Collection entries
=== Section Start ===
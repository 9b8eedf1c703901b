use anyhow::{Context, Result};
use clap::Parser;
use serde_json::{json, Map, Value};
use std::{io::Write, path::PathBuf};
use tracing::{error, info};
use tracing_subscriber::{fmt, EnvFilter};
use vitiscraper::{Pipeline, Settings};

#[derive(Parser)]
#[command(
    author,
    version,
    about = "Fetch Vitibrasil datasets and reshape them into year series"
)]
struct Args {
    /// Dataset name, `all` for every dataset, or `list` to print the names
    target: String,
    /// Write JSON here instead of stdout
    output: Option<PathBuf>,
}

#[tokio::main]
async fn main() -> Result<()> {
    // ─── 1) init logging (stderr, stdout is for JSON) ────────────────
    let filter = EnvFilter::try_from_default_env()
        .unwrap_or_else(|_| EnvFilter::new("info,vitiscraper=info"));
    fmt::Subscriber::builder()
        .with_env_filter(filter)
        .with_writer(std::io::stderr)
        .init();

    // ─── 2) arguments ────────────────────────────────────────────────
    let Args { target, output } = Args::parse();

    // ─── 3) settings + catalog, loaded once ──────────────────────────
    let settings = Settings::from_env().context("reading settings")?;
    let catalog = settings.load_catalog().context("loading dataset catalog")?;
    info!(datasets = catalog.len(), timeout = ?settings.timeout, "startup");

    if target == "list" {
        for name in catalog.names() {
            println!("{name}");
        }
        return Ok(());
    }

    let pipeline = Pipeline::new(catalog, settings);

    // ─── 4) run ──────────────────────────────────────────────────────
    let value = if target == "all" {
        let mut out = Map::new();
        for (name, result) in pipeline.run_all().await {
            let entry = match result {
                Ok(records) => serde_json::to_value(records)?,
                Err(e) => json!({ "error": e.to_string() }),
            };
            out.insert(name, entry);
        }
        Value::Object(out)
    } else {
        match pipeline.run(&target).await {
            Ok(records) => serde_json::to_value(records)?,
            Err(e) => {
                error!(dataset = %target, error = %e, "failed");
                return Err(e).with_context(|| format!("dataset {target}"));
            }
        }
    };

    // ─── 5) write ────────────────────────────────────────────────────
    let body = serde_json::to_vec_pretty(&value)?;
    match output {
        Some(path) => {
            std::fs::write(&path, &body)
                .with_context(|| format!("writing {}", path.display()))?;
            info!(path = %path.display(), bytes = body.len(), "written");
        }
        None => {
            let mut stdout = std::io::stdout().lock();
            stdout.write_all(&body)?;
            stdout.write_all(b"\n")?;
        }
    }

    Ok(())
}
=== Section End ===
● WHAT IS BEING ASKED:
Word for word, transcribe each record.

● REPLY:
repository 9b8eedf1c703901b
use anyhow::{Context, Result};
use clap::Parser;
use serde_json::{json, Map, Value};
use std::{io::Write, path::PathBuf};
use tracing::{error, info};
use tracing_subscriber::{fmt, EnvFilter};
use vitiscraper::{Pipeline, Settings};

#[derive(Parser)]
#[command(
    author,
    version,
    about = "Fetch Vitibrasil datasets and reshape them into year series"
)]
struct Args {
    /// Dataset name, `all` for every dataset, or `list` to print the names
    target: String,
    /// Write JSON here instead of stdout
    output: Option<PathBuf>,
}

#[tokio::main]
async fn main() -> Result<()> {
    // ─── 1) init logging (stderr, stdout is for JSON) ────────────────
    let filter = EnvFilter::try_from_default_env()
        .unwrap_or_else(|_| EnvFilter::new("info,vitiscraper=info"));
    fmt::Subscriber::builder()
        .with_env_filter(filter)
        .with_writer(std::io::stderr)
        .init();

    // ─── 2) arguments ────────────────────────────────────────────────
    let Args { target, output } = Args::parse();

    // ─── 3) settings + catalog, loaded once ──────────────────────────
    let settings = Settings::from_env().context("reading settings")?;
    let catalog = settings.load_catalog().context("loading dataset catalog")?;
    info!(datasets = catalog.len(), timeout = ?settings.timeout, "startup");

    if target == "list" {
        for name in catalog.names() {
            println!("{name}");
        }
        return Ok(());
    }

    let pipeline = Pipeline::new(catalog, settings);

    // ─── 4) run ──────────────────────────────────────────────────────
    let value = if target == "all" {
        let mut out = Map::new();
        for (name, result) in pipeline.run_all().await {
            let entry = match result {
                Ok(records) => serde_json::to_value(records)?,
                Err(e) => json!({ "error": e.to_string() }),
            };
            out.insert(name, entry);
        }
        Value::Object(out)
    } else {
        match pipeline.run(&target).await {
            Ok(records) => serde_json::to_value(records)?,
            Err(e) => {
                error!(dataset = %target, error = %e, "failed");
                return Err(e).with_context(|| format!("dataset {target}"));
            }
        }
    };

    // ─── 5) write ────────────────────────────────────────────────────
    let body = serde_json::to_vec_pretty(&value)?;
    match output {
        Some(path) => {
            std::fs::write(&path, &body)
                .with_context(|| format!("writing {}", path.display()))?;
            info!(path = %path.display(), bytes = body.len(), "written");
        }
        None => {
            let mut stdout = std::io::stdout().lock();
            stdout.write_all(&body)?;
            stdout.write_all(b"\n")?;
        }
    }

    Ok(())
}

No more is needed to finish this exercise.